# [Task objective]
Please give back word for word the lines below, from the first one through the one with "const EXIT_INTERRUPTED: i32 = 130;".

# [Data to process]
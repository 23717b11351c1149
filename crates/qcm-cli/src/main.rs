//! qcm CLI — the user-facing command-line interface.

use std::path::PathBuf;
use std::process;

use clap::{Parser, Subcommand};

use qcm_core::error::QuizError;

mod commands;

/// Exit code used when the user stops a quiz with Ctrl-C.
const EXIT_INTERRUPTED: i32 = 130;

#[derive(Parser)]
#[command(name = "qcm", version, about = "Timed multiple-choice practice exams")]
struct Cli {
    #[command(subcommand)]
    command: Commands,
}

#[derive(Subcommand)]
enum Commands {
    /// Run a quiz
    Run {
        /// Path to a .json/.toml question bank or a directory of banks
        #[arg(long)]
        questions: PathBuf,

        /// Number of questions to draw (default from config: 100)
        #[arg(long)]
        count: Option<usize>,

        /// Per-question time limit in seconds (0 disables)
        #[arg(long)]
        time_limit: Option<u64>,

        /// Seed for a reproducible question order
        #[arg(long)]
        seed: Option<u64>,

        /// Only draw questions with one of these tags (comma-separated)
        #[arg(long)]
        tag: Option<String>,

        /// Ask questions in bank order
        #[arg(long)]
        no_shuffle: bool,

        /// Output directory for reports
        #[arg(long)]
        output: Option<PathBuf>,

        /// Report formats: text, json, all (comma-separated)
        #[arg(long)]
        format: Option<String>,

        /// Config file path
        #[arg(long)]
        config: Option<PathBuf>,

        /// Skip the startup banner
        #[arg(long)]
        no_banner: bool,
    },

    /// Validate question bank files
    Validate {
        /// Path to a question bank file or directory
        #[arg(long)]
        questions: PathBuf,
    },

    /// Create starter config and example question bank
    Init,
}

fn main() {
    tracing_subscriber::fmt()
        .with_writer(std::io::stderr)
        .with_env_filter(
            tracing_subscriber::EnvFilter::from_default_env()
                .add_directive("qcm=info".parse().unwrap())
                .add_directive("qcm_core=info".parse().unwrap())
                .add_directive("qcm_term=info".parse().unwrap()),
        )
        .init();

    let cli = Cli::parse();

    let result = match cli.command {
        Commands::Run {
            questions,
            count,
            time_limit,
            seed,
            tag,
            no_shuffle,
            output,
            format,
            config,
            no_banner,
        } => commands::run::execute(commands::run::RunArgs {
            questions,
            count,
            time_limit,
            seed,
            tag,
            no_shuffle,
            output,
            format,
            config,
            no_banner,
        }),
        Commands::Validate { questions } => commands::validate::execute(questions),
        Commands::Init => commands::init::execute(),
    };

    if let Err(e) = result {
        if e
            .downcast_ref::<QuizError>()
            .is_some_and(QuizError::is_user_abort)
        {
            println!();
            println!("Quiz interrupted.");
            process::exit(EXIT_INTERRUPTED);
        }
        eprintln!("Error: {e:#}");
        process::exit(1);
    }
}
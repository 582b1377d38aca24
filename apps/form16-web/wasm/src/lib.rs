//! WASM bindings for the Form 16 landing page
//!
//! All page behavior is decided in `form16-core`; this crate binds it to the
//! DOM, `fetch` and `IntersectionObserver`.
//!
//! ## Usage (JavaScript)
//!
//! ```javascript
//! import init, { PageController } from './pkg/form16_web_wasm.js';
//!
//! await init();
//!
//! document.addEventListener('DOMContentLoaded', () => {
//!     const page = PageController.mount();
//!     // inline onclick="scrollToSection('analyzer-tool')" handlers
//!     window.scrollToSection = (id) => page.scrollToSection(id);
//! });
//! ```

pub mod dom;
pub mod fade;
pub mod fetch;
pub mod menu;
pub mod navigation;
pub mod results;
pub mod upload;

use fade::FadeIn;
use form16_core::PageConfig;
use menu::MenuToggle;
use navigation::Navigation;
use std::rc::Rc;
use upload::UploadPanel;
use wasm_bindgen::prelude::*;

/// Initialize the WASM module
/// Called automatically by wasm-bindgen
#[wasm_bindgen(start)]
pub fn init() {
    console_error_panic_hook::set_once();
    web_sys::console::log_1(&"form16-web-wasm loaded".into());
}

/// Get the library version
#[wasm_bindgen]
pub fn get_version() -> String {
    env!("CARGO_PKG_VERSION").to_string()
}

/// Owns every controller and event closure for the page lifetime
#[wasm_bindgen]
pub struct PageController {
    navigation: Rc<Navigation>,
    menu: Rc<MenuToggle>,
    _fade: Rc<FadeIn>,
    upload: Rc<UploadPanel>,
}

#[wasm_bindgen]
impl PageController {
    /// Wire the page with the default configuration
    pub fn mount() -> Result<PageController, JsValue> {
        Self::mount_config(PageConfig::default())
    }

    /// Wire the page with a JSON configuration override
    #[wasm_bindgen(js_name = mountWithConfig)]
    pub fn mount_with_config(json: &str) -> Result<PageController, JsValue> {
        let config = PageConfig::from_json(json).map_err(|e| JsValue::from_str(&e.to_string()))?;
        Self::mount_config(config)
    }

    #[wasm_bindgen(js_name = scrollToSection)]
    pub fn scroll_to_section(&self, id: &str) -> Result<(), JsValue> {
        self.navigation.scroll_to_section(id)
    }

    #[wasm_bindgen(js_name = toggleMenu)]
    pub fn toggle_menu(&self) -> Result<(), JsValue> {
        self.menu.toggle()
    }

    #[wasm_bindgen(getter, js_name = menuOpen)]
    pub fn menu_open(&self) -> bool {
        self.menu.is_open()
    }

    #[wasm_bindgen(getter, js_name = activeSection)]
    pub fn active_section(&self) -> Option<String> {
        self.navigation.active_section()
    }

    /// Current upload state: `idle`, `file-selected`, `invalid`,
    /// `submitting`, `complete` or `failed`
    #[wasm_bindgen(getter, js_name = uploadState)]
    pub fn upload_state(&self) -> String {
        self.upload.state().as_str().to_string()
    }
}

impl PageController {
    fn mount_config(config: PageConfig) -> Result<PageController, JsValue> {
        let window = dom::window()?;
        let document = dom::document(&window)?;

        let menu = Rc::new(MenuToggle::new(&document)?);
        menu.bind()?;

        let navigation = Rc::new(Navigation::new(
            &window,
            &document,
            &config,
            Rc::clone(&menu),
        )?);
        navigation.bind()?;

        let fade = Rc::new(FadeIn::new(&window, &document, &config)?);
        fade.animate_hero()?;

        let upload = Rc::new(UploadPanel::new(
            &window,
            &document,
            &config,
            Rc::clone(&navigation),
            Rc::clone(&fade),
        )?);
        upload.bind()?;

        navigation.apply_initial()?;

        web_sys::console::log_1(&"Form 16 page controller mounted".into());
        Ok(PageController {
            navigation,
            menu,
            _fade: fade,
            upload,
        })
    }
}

# [Solved exercise]
repository 23717b11351c1149
filename crates/qcm-cli/src/main.rs
//! qcm CLI — the user-facing command-line interface.

use std::path::PathBuf;
use std::process;

use clap::{Parser, Subcommand};

use qcm_core::error::QuizError;

mod commands;

/// Exit code used when the user stops a quiz with Ctrl-C.
const EXIT_INTERRUPTED: i32 = 130;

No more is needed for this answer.